DESCRIPTION OF THE TASK
Each entry below is to be duplicated precisely.

Saved entries
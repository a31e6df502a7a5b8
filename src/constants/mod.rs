use crate::api::error::SystemError;

/// Hard cap on photographs attached to one listing.
pub const MAX_LISTING_IMAGES: usize = 10;

pub const DEFAULT_IMAGE_BUCKET: &str = "room-images";
pub const DEFAULT_MAX_UPLOAD_BYTES: usize = 10 * 1024 * 1024; // 10MB
pub const DEFAULT_JWT_AUDIENCE: &str = "authenticated";

pub struct Env {
    pub database_url: String,
    pub database_max_connections: u32,
    pub storage_url: String,
    pub storage_key: String,
    pub storage_bucket: String,
    pub jwt_secret: String,
    pub jwt_audience: String,
    pub max_upload_bytes: usize,
}

impl Env {
    /// Reads configuration from `.env` (if present) and the process environment.
    pub fn new() -> Result<Self, SystemError> {
        dotenvy::dotenv().ok();
        Self::from_lookup(|key| std::env::var(key).ok())
    }

    pub fn from_lookup<F>(lookup: F) -> Result<Self, SystemError>
    where
        F: Fn(&str) -> Option<String>,
    {
        let required = |key: &'static str| {
            lookup(key).filter(|v| !v.is_empty()).ok_or_else(|| {
                SystemError::config(format!(
                    "{key} must be set in .env file or environment variable"
                ))
            })
        };

        let database_url = required("DATABASE_URL")?;
        let database_max_connections = lookup("DATABASE_MAX_CONNECTIONS")
            .unwrap_or_else(|| "5".to_string())
            .parse::<u32>()
            .map_err(|_| SystemError::config("DATABASE_MAX_CONNECTIONS must be a valid u32"))?;

        let storage_url = required("STORAGE_URL")?.trim_end_matches('/').to_string();
        let storage_key = required("STORAGE_KEY")?;
        let storage_bucket =
            lookup("STORAGE_BUCKET").unwrap_or_else(|| DEFAULT_IMAGE_BUCKET.to_string());

        let jwt_secret = required("JWT_SECRET")?;
        let jwt_audience =
            lookup("JWT_AUDIENCE").unwrap_or_else(|| DEFAULT_JWT_AUDIENCE.to_string());

        let max_upload_bytes = match lookup("MAX_UPLOAD_BYTES") {
            Some(v) => v
                .parse::<usize>()
                .map_err(|_| SystemError::config("MAX_UPLOAD_BYTES must be a valid usize"))?,
            None => DEFAULT_MAX_UPLOAD_BYTES,
        };

        Ok(Env {
            database_url,
            database_max_connections,
            storage_url,
            storage_key,
            storage_bucket,
            jwt_secret,
            jwt_audience,
            max_upload_bytes,
        })
    }
}
//! Listing and media synchronization for room-rental classifieds.
//!
//! A [`DraftController`](modules::draft::DraftController) edits one listing,
//! uploads its photographs through [`MediaService`](modules::media::MediaService)
//! and writes the record through a
//! [`ListingRepository`](modules::listing::ListingRepository). The
//! [`ListingCollection`](modules::dashboard::ListingCollection) keeps the
//! signed-in owner's listings cached for display.

pub mod api;
pub mod configs;
pub mod constants;
pub mod modules;
pub mod utils;

#[cfg(test)]
mod test;
pub mod error;
pub mod model;
pub mod repository;
pub mod repository_memory;
pub mod repository_pg;
pub mod schema;

pub use model::{ListingPatch, NewListing};
pub use repository::ListingRepository;
pub use repository_memory::ListingRepositoryMemory;
pub use repository_pg::ListingRepositoryPg;
pub use schema::{Listing, OwnerType, PropertyType, TenantType};
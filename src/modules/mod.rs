pub mod dashboard;
pub mod draft;
pub mod listing;
pub mod media;
pub mod session;
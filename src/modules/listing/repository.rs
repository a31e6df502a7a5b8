use uuid::Uuid;

use crate::{
    api::error,
    modules::listing::{
        model::{ListingPatch, NewListing},
        schema::Listing,
    },
};

#[async_trait::async_trait]
pub trait ListingRepository {
    /// Inserts a listing owned by `owner_id`.
    async fn create(
        &self,
        owner_id: &Uuid,
        listing: &NewListing,
    ) -> Result<Listing, error::SystemError>;

    /// Merges `patch` over the row. `NotFound` when `id` is unknown,
    /// `Forbidden` when the row belongs to another owner.
    async fn update(
        &self,
        id: &Uuid,
        owner_id: &Uuid,
        patch: &ListingPatch,
    ) -> Result<Listing, error::SystemError>;

    /// Same ownership rules as `update`; deleting a missing row is an error.
    async fn delete(&self, id: &Uuid, owner_id: &Uuid) -> Result<(), error::SystemError>;

    /// Newest first.
    async fn list_by_owner(&self, owner_id: &Uuid) -> Result<Vec<Listing>, error::SystemError>;

    /// Unscoped read.
    async fn find_by_id(&self, id: &Uuid) -> Result<Listing, error::SystemError>;
}

/// Shared ownership gate for mutating operations.
pub fn ensure_owner(row_owner: &Uuid, caller: &Uuid) -> Result<(), error::SystemError> {
    if row_owner != caller {
        return Err(error::SystemError::forbidden(
            "You don't have permission to modify this listing",
        ));
    }
    Ok(())
}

EXERCISE RESULT
repository a31e6df502a7a5b8
filename src/constants/mod.rs
use crate::api::error::SystemError;

/// Hard cap on photographs attached to one listing.
pub const MAX_LISTING_IMAGES: usize = 10;

pub const DEFAULT_IMAGE_BUCKET: &str = "room-images";
pub const DEFAULT_MAX_UPLOAD_BYTES: usize = 10 * 1024 * 1024; // 10MB
pub const DEFAULT_JWT_AUDIENCE: &str = "authenticated";

pub struct Env {
    pub database_url: String,
    pub database_max_connections: u32,
    pub storage_url: String,
    pub storage_key: String,
    pub storage_bucket: String,
    pub jwt_secret: String,
    pub jwt_audience: String,
    pub max_upload_bytes: usize,
}

impl Env {
    /// Reads configuration from `.env` (if present) and the process environment.
    pub fn new() -> Result<Self, SystemError> {
        dotenvy::dotenv().ok();
        Self::from_lookup(|key| std::env::var(key).ok())
    }

    pub fn from_lookup<F>(lookup: F) -> Result<Self, SystemError>
    where
        F: Fn(&str) -> Option<String>,
    {
        let required = |key: &'static str| {
            lookup(key).filter(|v| !v.is_empty()).ok_or_else(|| {
                SystemError::config(format!(
                    "{key} must be set in .env file or environment variable"
                ))
            })
        };

        let database_url = required("DATABASE_URL")?;
        let database_max_connections = lookup("DATABASE_MAX_CONNECTIONS")
            .unwrap_or_else(|| "5".to_string())
            .parse::<u32>()
            .map_err(|_| SystemError::config("DATABASE_MAX_CONNECTIONS must be a valid u32"))?;

        let storage_url = required("STORAGE_URL")?.trim_end_matches('/').to_string();
        let storage_key = required("STORAGE_KEY")?;
        let storage_bucket =
            lookup("STORAGE_BUCKET").unwrap_or_else(|| DEFAULT_IMAGE_BUCKET.to_string());

        let jwt_secret = required("JWT_SECRET")?;
        let jwt_audience =
            lookup("JWT_AUDIENCE").unwrap_or_else(|| DEFAULT_JWT_AUDIENCE.to_string());

        let max_upload_bytes = match lookup("MAX_UPLOAD_BYTES") {
            Some(v) => v
                .parse::<usize>()
                .map_err(|_| SystemError::config("MAX_UPLOAD_BYTES must be a valid usize"))?,
            None => DEFAULT_MAX_UPLOAD_BYTES,
        };

        Ok(Env {
            database_url,
            database_max_connections,
            storage_url,
            storage_key,
            storage_bucket,
            jwt_secret,
            jwt_audience,
            max_upload_bytes,
        })
    }
}
//! Listing and media synchronization for room-rental classifieds.
//!
//! A [`DraftController`](modules::draft::DraftController) edits one listing,
//! uploads its photographs through [`MediaService`](modules::media::MediaService)
//! and writes the record through a
//! [`ListingRepository`](modules::listing::ListingRepository). The
//! [`ListingCollection`](modules::dashboard::ListingCollection) keeps the
//! signed-in owner's listings cached for display.

pub mod api;
pub mod configs;
pub mod constants;
pub mod modules;
pub mod utils;

#[cfg(test)]
mod test;
pub mod error;
pub mod model;
pub mod repository;
pub mod repository_memory;
pub mod repository_pg;
pub mod schema;

pub use model::{ListingPatch, NewListing};
pub use repository::ListingRepository;
pub use repository_memory::ListingRepositoryMemory;
pub use repository_pg::ListingRepositoryPg;
pub use schema::{Listing, OwnerType, PropertyType, TenantType};
filename src/modules/mod.rs
pub mod dashboard;
pub mod draft;
pub mod listing;
pub mod media;
pub mod session;
filename src/modules/listing/repository.rs
repository a31e6df502a7a5b8
use uuid::Uuid;

use crate::{
    api::error,
    modules::listing::{
        model::{ListingPatch, NewListing},
        schema::Listing,
    },
};

#[async_trait::async_trait]
pub trait ListingRepository {
    /// Inserts a listing owned by `owner_id`.
    async fn create(
        &self,
        owner_id: &Uuid,
        listing: &NewListing,
    ) -> Result<Listing, error::SystemError>;

    /// Merges `patch` over the row. `NotFound` when `id` is unknown,
    /// `Forbidden` when the row belongs to another owner.
    async fn update(
        &self,
        id: &Uuid,
        owner_id: &Uuid,
        patch: &ListingPatch,
    ) -> Result<Listing, error::SystemError>;

    /// Same ownership rules as `update`; deleting a missing row is an error.
    async fn delete(&self, id: &Uuid, owner_id: &Uuid) -> Result<(), error::SystemError>;

    /// Newest first.
    async fn list_by_owner(&self, owner_id: &Uuid) -> Result<Vec<Listing>, error::SystemError>;

    /// Unscoped read.
    async fn find_by_id(&self, id: &Uuid) -> Result<Listing, error::SystemError>;
}

/// Shared ownership gate for mutating operations.
pub fn ensure_owner(row_owner: &Uuid, caller: &Uuid) -> Result<(), error::SystemError> {
    if row_owner != caller {
        return Err(error::SystemError::forbidden(
            "You don't have permission to modify this listing",
        ));
    }
    Ok(())
}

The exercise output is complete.